Saturday, April 6, 2019

Weekend Roundup

  • A new issue (2:1) of The Docket–the online sidekick of Law and History Review–has gone live.  Check it out! 
  • The American Council of Learned Societies has announced its fellows for 2019, among them Laura Edwards (for “Only the Clothes on Her Back: Textiles, Law, and Commerce in the Nineteenth-Century United States”); Amanda H. Frost (for “Unmaking Americans: A History of Citizenship Stripping in the United States”); Katherine Unterman (for "The Colonial Constitution: Law and Empire in the US Territories”); and Kimberly Welch (for “Lending and Borrowing Across the Color Line in the Antebellum American South”).
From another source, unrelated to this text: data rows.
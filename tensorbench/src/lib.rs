#![cfg_attr(docsrs, feature(doc_cfg))]
//! # tensorbench
//!
//! A load generator for tensor prediction services. A run issues a fixed number of predict calls
//! against a single target, spread across independent clients that each hold their own
//! connection and cap their in-flight calls.
//!
//! The transport is pluggable through the [`Gateway`] trait; `tensorbench-runtime` ships an HTTP
//! implementation for the TensorFlow Serving REST API.
//!
//! ```no_run
//! use serde_json::json;
//! use tensorbench::prelude::*;
//!
//! # async fn example(gateway: impl Gateway) -> Result<(), Box<dyn std::error::Error>> {
//! let payload = PredictRequest::from_json(ModelSpec::new("mnist"), &json!({ "x": [[0.5, 1.5]] }))?;
//! let mut summary = BenchmarkRequest::new("localhost:8501", payload)
//!     .runs(1_000)
//!     .clients(2)
//!     .concurrency(8)
//!     .run(gateway)?;
//!
//! while let Some(RunEvent::Progress(pct)) = summary.recv().await {
//!     println!("{pct}%");
//! }
//! # Ok(())
//! # }
//! ```

pub mod benchmark;
pub(crate) mod client;
pub mod error;
pub mod gateway;
pub mod summary;

pub use tensorbench_core as core;

pub use benchmark::BenchmarkRequest;
pub use error::BenchmarkError;
pub use gateway::{CallError, ConnectionError, Gateway};
pub use summary::{BenchmarkSummary, RunEvent, RunOutcome};

pub mod prelude {
    pub use crate::benchmark::BenchmarkRequest;
    pub use crate::gateway::{CallError, ConnectionError, Gateway};
    pub use crate::summary::{BenchmarkSummary, RunEvent, RunOutcome};

    pub use tensorbench_core::{BenchmarkConfig, BenchmarkReport, ModelSpec, PredictRequest};
}
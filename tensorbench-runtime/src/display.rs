//! Live progress while a benchmark runs.
//!
//! On a terminal this is a bar sized to the configured runs with the current rate as its message.
//! Otherwise (piped stderr, or `--json`) progress goes to the log.
use indicatif::{ProgressBar, ProgressStyle};
use std::io::IsTerminal;
use tracing::info;

const BAR_TEMPLATE: &str = "{bar:60.cyan/blue} {pos}/{len} ({percent}%) {msg}";

pub struct ProgressDisplay {
    bar: Option<ProgressBar>,
}

impl ProgressDisplay {
    /// Draw a bar when `interactive` is set and stderr is a terminal.
    pub fn new(runs: usize, interactive: bool) -> Self {
        if !interactive || !std::io::stderr().is_terminal() {
            return Self::logging();
        }

        let bar = ProgressBar::new(runs as u64);
        match ProgressStyle::with_template(BAR_TEMPLATE) {
            Ok(style) => bar.set_style(style.progress_chars("=> ")),
            Err(err) => info!("Falling back to the default progress style: {err}"),
        }

        Self { bar: Some(bar) }
    }

    pub fn logging() -> Self {
        Self { bar: None }
    }

    pub fn is_bar(&self) -> bool {
        self.bar.is_some()
    }

    pub fn update(&self, pct: f32, runs: usize, errors: usize, rps: f64) {
        match &self.bar {
            Some(bar) => {
                bar.set_position(runs as u64);
                bar.set_message(status_message(errors, rps));
            }
            None => info!(
                "{pct:>5.1}% ({runs} runs), {}",
                status_message(errors, rps)
            ),
        }
    }

    pub fn finish(&self) {
        if let Some(bar) = &self.bar {
            bar.finish();
        }
    }
}

fn status_message(errors: usize, rps: f64) -> String {
    format!("errors: {errors}, RPS: {rps:.2}")
}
  • Here’s some timely and unfortunately apt comparative constitutionalism: Lénárd Sándor, Chief Counsel to the Constitutional Court of Hungary and, currently, a visiting foreign fellow at the Federal Judicial Center, in conversation with Jeffrey Rosen.
  • And, in other news from the FJC, check out the most recent addition to the Center's unit to our Famous Federal Trials series, U.S. v. Guiteau, written by Winston Bowman.
  • Postdoc opportunity at McGill's Indian Ocean World Centre: details here. The deadline is May 15, 2019.
  • Also for early career scholars: Oxford's Centre for Socio-Legal Studies has a Call out for a "Law in Context" Early Career Workshop. Those applications are due July 10, 2019.
   Weekend Roundup is a weekly feature compiled by all the Legal History bloggers.